The Sustained were, almost all of them, spoiled rotten by comparison to the stra’tchi. They had clean drinking water and could bathe whenever they wanted. They had better food, and more of it. They could read, because basic schooling was a guaranteed right to everyone born in Sustained patches. Despite the contempt that Arico felt for people who had been raised in such a soft environment, he had to admit that they were innocent. Technically. And he had lived as one of them for a time, with Nouma.

These people had never seen how the stra’tchi lived, or perhaps they’d never let themselves see.

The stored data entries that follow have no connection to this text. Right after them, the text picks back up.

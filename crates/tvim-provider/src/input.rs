//! Input-event channel between a client session and a provider session.
//!
//! Events travel client → provider on their own channel, separate from
//! the dispatch queue. Every event is acknowledged exactly once with a
//! handled flag. A provider may answer [`InputDispatch::InProgress`] and
//! finish the event later through its [`InputEventFinisher`]. Only the
//! first `finish` of an event is delivered.

use std::fmt;
use std::sync::Arc;

use parking_lot::Mutex;
use serde::{Deserialize, Serialize};
use tokio::sync::mpsc;

use crate::error::RemoteError;

/// A remote-control or touch event.
#[derive(Debug, Clone, PartialEq, Serialize, Deserialize)]
#[serde(tag = "kind", rename_all = "snake_case")]
pub enum InputEvent {
    Key { key_code: u32, down: bool },
    Motion { action: u32, x: f32, y: f32 },
}

/// Immediate answer of a provider to an input event.
#[derive(Debug, Clone, Copy, PartialEq, Eq)]
pub enum InputDispatch {
    Handled,
    NotHandled,
    /// The provider will call [`InputEventFinisher::finish`] later.
    InProgress,
}

/// Creates a connected channel pair.
pub fn input_channel_pair(name: impl Into<Arc<str>>) -> (InputChannelClient, InputChannelServer) {
    let name = name.into();
    let (events_tx, events_rx) = mpsc::unbounded_channel();
    let (finished_tx, finished_rx) = mpsc::unbounded_channel();
    (
        InputChannelClient {
            name: name.clone(),
            events: events_tx,
            finished: finished_rx,
        },
        InputChannelServer {
            name,
            events: events_rx,
            finished: finished_tx,
        },
    )
}

/// Client end: sends events, receives acknowledgements.
pub struct InputChannelClient {
    name: Arc<str>,
    events: mpsc::UnboundedSender<(u64, InputEvent)>,
    finished: mpsc::UnboundedReceiver<(u64, bool)>,
}

impl InputChannelClient {
    pub fn name(&self) -> &str {
        &self.name
    }

    pub fn send(&self, seq: u64, event: InputEvent) -> Result<(), RemoteError> {
        self.events
            .send((seq, event))
            .map_err(|_| RemoteError::PeerDead)
    }

    /// Next `(seq, handled)` acknowledgement. `None` once the provider
    /// end is gone.
    pub async fn recv_finished(&mut self) -> Option<(u64, bool)> {
        self.finished.recv().await
    }
}

impl fmt::Debug for InputChannelClient {
    fn fmt(&self, f: &mut fmt::Formatter<'_>) -> fmt::Result {
        f.debug_struct("InputChannelClient")
            .field("name", &self.name)
            .finish()
    }
}

/// Provider end: receives events, acknowledges them.
pub struct InputChannelServer {
    name: Arc<str>,
    events: mpsc::UnboundedReceiver<(u64, InputEvent)>,
    finished: mpsc::UnboundedSender<(u64, bool)>,
}

impl InputChannelServer {
    pub fn name(&self) -> &str {
        &self.name
    }

    pub async fn recv(&mut self) -> Option<(u64, InputEvent)> {
        self.events.recv().await
    }

    pub fn finisher(&self, seq: u64) -> InputEventFinisher {
        InputEventFinisher {
            seq,
            sender: Arc::new(Mutex::new(Some(self.finished.clone()))),
        }
    }
}

impl fmt::Debug for InputChannelServer {
    fn fmt(&self, f: &mut fmt::Formatter<'_>) -> fmt::Result {
        f.debug_struct("InputChannelServer")
            .field("name", &self.name)
            .finish()
    }
}

/// Acknowledges one event. Clones share the same once-only slot.
#[derive(Clone)]
pub struct InputEventFinisher {
    seq: u64,
    sender: Arc<Mutex<Option<mpsc::UnboundedSender<(u64, bool)>>>>,
}

impl InputEventFinisher {
    pub fn seq(&self) -> u64 {
        self.seq
    }

    /// Returns false if the event was already finished.
    pub fn finish(&self, handled: bool) -> bool {
        let Some(sender) = self.sender.lock().take() else {
            return false;
        };
        // Client may already have released its session
        let _ = sender.send((self.seq, handled));
        true
    }

    pub fn is_finished(&self) -> bool {
        self.sender.lock().is_none()
    }
}

impl fmt::Debug for InputEventFinisher {
    fn fmt(&self, f: &mut fmt::Formatter<'_>) -> fmt::Result {
        f.debug_struct("InputEventFinisher")
            .field("seq", &self.seq)
            .field("finished", &self.is_finished())
            .finish()
    }
}

#[cfg(test)]
mod tests {
    use super::*;

    fn key() -> InputEvent {
        InputEvent::Key {
            key_code: 19,
            down: true,
        }
    }

    #[tokio::test]
    async fn test_event_round_trip_through_channel() {
        let (mut client, mut server) = input_channel_pair("s1");
        client.send(1, key()).unwrap();

        let (seq, event) = server.recv().await.unwrap();
        assert_eq!(seq, 1);
        assert_eq!(event, key());

        server.finisher(seq).finish(true);
        assert_eq!(client.recv_finished().await, Some((1, true)));
    }

    #[tokio::test]
    async fn test_finish_is_sent_once() {
        let (mut client, server) = input_channel_pair("s1");
        let finisher = server.finisher(2);
        let kept = finisher.clone();
        assert!(finisher.finish(true));
        assert!(!kept.finish(false));
        assert!(kept.is_finished());
        drop(server);
        drop(finisher);
        drop(kept);
        assert_eq!(client.recv_finished().await, Some((2, true)));
        assert_eq!(client.recv_finished().await, None);
    }

    #[tokio::test]
    async fn test_send_after_server_dropped_fails() {
        let (client, server) = input_channel_pair("s1");
        drop(server);
        assert_eq!(client.send(1, key()), Err(RemoteError::PeerDead));
    }
}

It was all too easy to turn a blind eye to the suffering of others, if you didn’t have to look at it. Either way they deserved the chance to make up their minds, and Arico hoped those leaflets would force them to think about their nobility’s crimes against the stra’tchi.

Arico winced as the glider made its way over the Waters. Hundreds of leaflets would probably fall into the Waters and be ruined, but the rest would be pretty evenly spread across the patch. In the distance he could see clusters of people moving in response to the rain of papers.

Arico allowed himself a grim smile. Right now the Council was probably scrambling to cover up what he’d done at the stra’tchi Laentana. The High Penet would have been missing from the Sustained ceremony, because the wretched bastard had been knocked clean off his feet only an hour or so before.

They’d have a hell of a time covering this up, too. But there was still more for Arico to do. Two victories on the same day was a pretty good record, but he was flushed with success and determined to make it three.

-.-

They looked like huge birds at first, but Jaas quickly realized they were people. People wearing some kind of wing-like devices on their shoulders. With the evening backdrop, they looked particularly striking as they left the threads.

They soared over and around each other, gliding like hawks through the air. It was soon clear that they were performing for the crowd, arranging stunt after stunt before gliding back into the threads and being replaced by the next glider.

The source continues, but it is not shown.